ABOUT THIS EXERCISE:
Give the number of lines in the records below that include "limited". Reply with that number alone.

DATA SUPPLIED:
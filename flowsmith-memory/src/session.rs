use std::collections::HashMap;

use flowsmith_core::{FlowsmithError, TryFromValue};
use serde::{Deserialize, Serialize};
use serde_json::Value;

/// Keys the workflow stores in [`SessionMemory`].
pub struct MemoryKey;

impl MemoryKey {
    /// Raw requirements text as typed by the user.
    pub const REQUIREMENTS: &'static str = "requirements";
    /// Structured requirements, `{"goal": ...}`.
    pub const PARSED: &'static str = "parsed";
    /// Current human-readable workflow draft.
    pub const DRAFT: &'static str = "draft";
    /// Pending change request.
    pub const USER_FEEDBACK: &'static str = "user_feedback";
    pub const CONFIRMED: &'static str = "confirmed";
    /// Finalized JSON artifact. Once present the run is over.
    pub const FINAL_JSON: &'static str = "final_json";
}

/// Key-value store scoped to a single run.
///
/// Owned by whoever drives the run and handed to each step explicitly; it is
/// never shared across threads and never persisted.
#[derive(Debug, Clone, Default, PartialEq, Serialize, Deserialize)]
pub struct SessionMemory {
    entries: HashMap<String, Value>,
}

impl SessionMemory {
    pub fn new() -> Self {
        Self::default()
    }

    /// Inserts `value` under `key`, replacing any previous value.
    pub fn remember(&mut self, key: impl Into<String>, value: impl Into<Value>) {
        self.entries.insert(key.into(), value.into());
    }

    /// Returns the value stored under `key`, or `default` when absent.
    pub fn recall(&self, key: &str, default: Value) -> Value {
        self.entries.get(key).cloned().unwrap_or(default)
    }

    pub fn get(&self, key: &str) -> Option<&Value> {
        self.entries.get(key)
    }

    /// Deserializes the value under `key`. `Ok(None)` when nothing is stored.
    pub fn recall_as<T: TryFromValue>(&self, key: &str) -> Result<Option<T>, FlowsmithError> {
        self.entries
            .get(key)
            .cloned()
            .map(T::try_from_value)
            .transpose()
    }

    /// Like [`recall_as`](Self::recall_as) but treats absence as an error.
    pub fn require<T: TryFromValue>(&self, key: &str) -> Result<T, FlowsmithError> {
        self.recall_as(key)?
            .ok_or_else(|| FlowsmithError::Custom(format!("session memory has no '{key}'")))
    }

    pub fn contains(&self, key: &str) -> bool {
        self.entries.contains_key(key)
    }

    pub fn len(&self) -> usize {
        self.entries.len()
    }

    pub fn is_empty(&self) -> bool {
        self.entries.is_empty()
    }

    pub fn clear(&mut self) {
        self.entries.clear();
    }
}
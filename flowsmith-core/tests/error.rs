use std::time::Duration;

use flowsmith_core::{is_retryable, FlowsmithError};

#[test]
fn error_display_for_max_retries() {
    let err = FlowsmithError::MaxRetriesExceeded {
        max: 2,
        last: "LLM provider failed: quota".to_string(),
    };
    assert_eq!(
        format!("{err}"),
        "Max retries (2) exceeded: LLM provider failed: quota"
    );
}

#[test]
fn error_display_for_llm_provider() {
    let err = FlowsmithError::LlmProvider("rate limited".to_string());
    assert_eq!(format!("{err}"), "LLM provider failed: rate limited");
}

#[test]
fn error_display_for_parse_failed() {
    let err = FlowsmithError::ParseFailed {
        output: "<html>".to_string(),
        reason: "unexpected token".to_string(),
    };
    assert_eq!(
        format!("{err}"),
        "Parsing failed on output '<html>': unexpected token"
    );
}

#[test]
fn serde_errors_convert() {
    let serde_err = serde_json::from_str::<serde_json::Value>("{").unwrap_err();
    let err: FlowsmithError = serde_err.into();
    assert!(matches!(err, FlowsmithError::Serde(_)));
}

#[test]
fn only_transient_errors_are_retryable() {
    assert!(is_retryable(&FlowsmithError::LlmProvider("503".to_string())));
    assert!(is_retryable(&FlowsmithError::Timeout(Duration::from_secs(1))));
    assert!(!is_retryable(&FlowsmithError::InvalidConfig("key".to_string())));
    assert!(!is_retryable(&FlowsmithError::ParseFailed {
        output: String::new(),
        reason: String::new(),
    }));
}
use serde::{de::DeserializeOwned, Deserialize, Serialize};

/// State carried between graph nodes. Nodes return a partial `Update`; the
/// schema decides how it folds into the current state.
pub trait StateSchema:
    Serialize + DeserializeOwned + Clone + Default + Send + Sync + std::fmt::Debug + 'static
{
    type Update: Serialize
        + DeserializeOwned
        + Clone
        + Default
        + Send
        + Sync
        + std::fmt::Debug
        + 'static;

    fn apply(current: &Self, update: Self::Update) -> Self;

    /// Human-readable representation for tracing/debugging.
    fn trace_repr(&self) -> String {
        serde_json::to_string_pretty(self).unwrap_or_else(|_| "<unserializable>".to_string())
    }
}

#[derive(Debug, Clone, Serialize, Deserialize, PartialEq)]
#[serde(bound = "S: StateSchema")]
pub struct GraphState<S: StateSchema> {
    pub data: S,
}

impl<S: StateSchema> GraphState<S> {
    pub fn new(data: S) -> Self {
        Self { data }
    }

    pub fn apply(self, update: StateUpdate<S>) -> Self {
        Self {
            data: S::apply(&self.data, update.data),
        }
    }
}

#[derive(Debug, Clone, Serialize, Deserialize, PartialEq)]
#[serde(bound = "S: StateSchema")]
pub struct StateUpdate<S: StateSchema> {
    pub data: S::Update,
}

impl<S: StateSchema> StateUpdate<S> {
    pub fn new(data: S::Update) -> Self {
        Self { data }
    }

    /// An update that leaves every field untouched.
    pub fn unchanged() -> Self {
        Self {
            data: S::Update::default(),
        }
    }
}

#[cfg(test)]
#[path = "state_tests.rs"]
mod state_tests;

OUTPUT FOR THIS EXERCISE:
2